Hi anyone have a school of these rainbows and accomplished breeding them?



Tigerfish said:


> My Question: What is the best way to breed rainbowfish? The setup?, What should I use for the eggs anchor?, What ratio of fish per my size tank?, What should I feed the parents and fry? All experiences would be very helpful as I am new to taking care of rainbows.

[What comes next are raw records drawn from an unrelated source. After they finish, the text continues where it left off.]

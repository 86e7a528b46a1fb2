use std::convert::Infallible;
use std::sync::{Arc, Mutex};

use bytes::Bytes;
use http_body_util::{BodyExt, Full};
use hyper::service::service_fn;
use hyper::{Request, Response, StatusCode};
use hyper_util::rt::{TokioExecutor, TokioIo};
use hyper_util::server::conn::auto::Builder;
use serde_json::Value;
use tokio::net::TcpListener;
use tokio::sync::mpsc;

use crate::records::Delivery;
use crate::transport::Transport;

/// Transport that hands every delivery to a channel instead of the network.
pub struct RecordingTransport {
    tx: mpsc::UnboundedSender<Delivery>,
}

impl RecordingTransport {
    pub fn new() -> (Self, mpsc::UnboundedReceiver<Delivery>) {
        let (tx, rx) = mpsc::unbounded_channel();
        (Self { tx }, rx)
    }
}

impl Transport for RecordingTransport {
    fn transmit(&self, delivery: Delivery) {
        let _ = self.tx.send(delivery);
    }
}

/// One request as seen by the mock collector.
#[derive(Debug, Clone)]
pub struct CollectedRequest {
    pub method: String,
    pub path: String,
    pub content_type: Option<String>,
    pub body: Value,
}

pub type CollectorStore = Arc<Mutex<Vec<CollectedRequest>>>;

/// Minimal collector on an ephemeral port. Records each request, answers
/// with `status`, and returns the base URL to use as `ajaxUrl`.
pub async fn start_collector(status: StatusCode) -> (String, CollectorStore) {
    let listener = TcpListener::bind("127.0.0.1:0").await.unwrap();
    let base = format!("http://{}", listener.local_addr().unwrap());
    let store: CollectorStore = Arc::new(Mutex::new(Vec::new()));
    let store_clone = Arc::clone(&store);

    tokio::spawn(async move {
        loop {
            let Ok((stream, _)) = listener.accept().await else {
                return;
            };
            let store = Arc::clone(&store_clone);
            tokio::spawn(async move {
                let service = service_fn(move |req| {
                    let store = Arc::clone(&store);
                    collect(req, store, status)
                });
                let _ = Builder::new(TokioExecutor::new())
                    .serve_connection(TokioIo::new(stream), service)
                    .await;
            });
        }
    });

    (base, store)
}

async fn collect<B>(
    req: Request<B>,
    store: CollectorStore,
    status: StatusCode,
) -> Result<Response<Full<Bytes>>, Infallible>
where
    B: hyper::body::Body<Data = Bytes> + Send + 'static,
{
    let method = req.method().to_string();
    let path = req.uri().path().to_owned();
    let content_type = req
        .headers()
        .get("content-type")
        .and_then(|v| v.to_str().ok())
        .map(str::to_owned);
    let body = match req.collect().await {
        Ok(c) => serde_json::from_slice(&c.to_bytes()).unwrap_or(Value::Null),
        Err(_) => Value::Null,
    };

    store.lock().unwrap().push(CollectedRequest {
        method,
        path,
        content_type,
        body,
    });

    Ok(Response::builder()
        .status(status)
        .body(Full::default())
        .unwrap())
}

/// Bind to port 0 and return the OS-assigned port.
/// The listener is dropped, freeing the port for the caller to rebind.
pub async fn free_port() -> u16 {
    TcpListener::bind("127.0.0.1:0")
        .await
        .unwrap()
        .local_addr()
        .unwrap()
        .port()
}

pub fn install_crypto_provider() {
    let _ = rustls::crypto::ring::default_provider().install_default();
}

http://www.fishlore.com/fishforum/rainbowfish/46435-saying-hello.html

New 28 gal tank been set up 4wks now with:
1 male betta 
2 neon rainbows will add more neon rainbows once the tank is fully established.

Thank you,

Ubberfish


----------



## TheOldSalt (Jan 28, 2005)

I've bred these a couple of times. I didn't do anything special. I just left them alone for a few weeks and then noticed gobs of fry in the tank. The water was just my typical city water if low hardness and a pH around 7.8. The tank was well established, not new.


----------



## UbberFish (Apr 14, 2006)

TheOldSalt,
How many females to male ratio did you have in the tank?
What temp in the tank?
Thanks
UF


----------



## TheOldSalt (Jan 28, 2005)

Hmmm... honestly, it was just a holding tank in my fish store, so when I say I didn't do anything special, I really meant it. The temp was around 78-79F, and there were many makes and females in the tank, with no special ratio; maybe 50/50 or pretty close to it.


----------



## UbberFish (Apr 14, 2006)

Really that's great Theoldsalt,

I am really excited to try and breed them, I am now waiting on a new shipment of rainbows and java moss to add to the tank.

quick ques my male has developed which looks like a piece of scale hanging off his lip do you know what it could be?

Thank you again for your help.


----------



## TheOldSalt (Jan 28, 2005)

Rainbows often have scales come loose, so maybe it really is that, and maybe it it's something else. Lip? Probably something else. He could have scraped himself on something, maybe. Watch and see what happens.


----------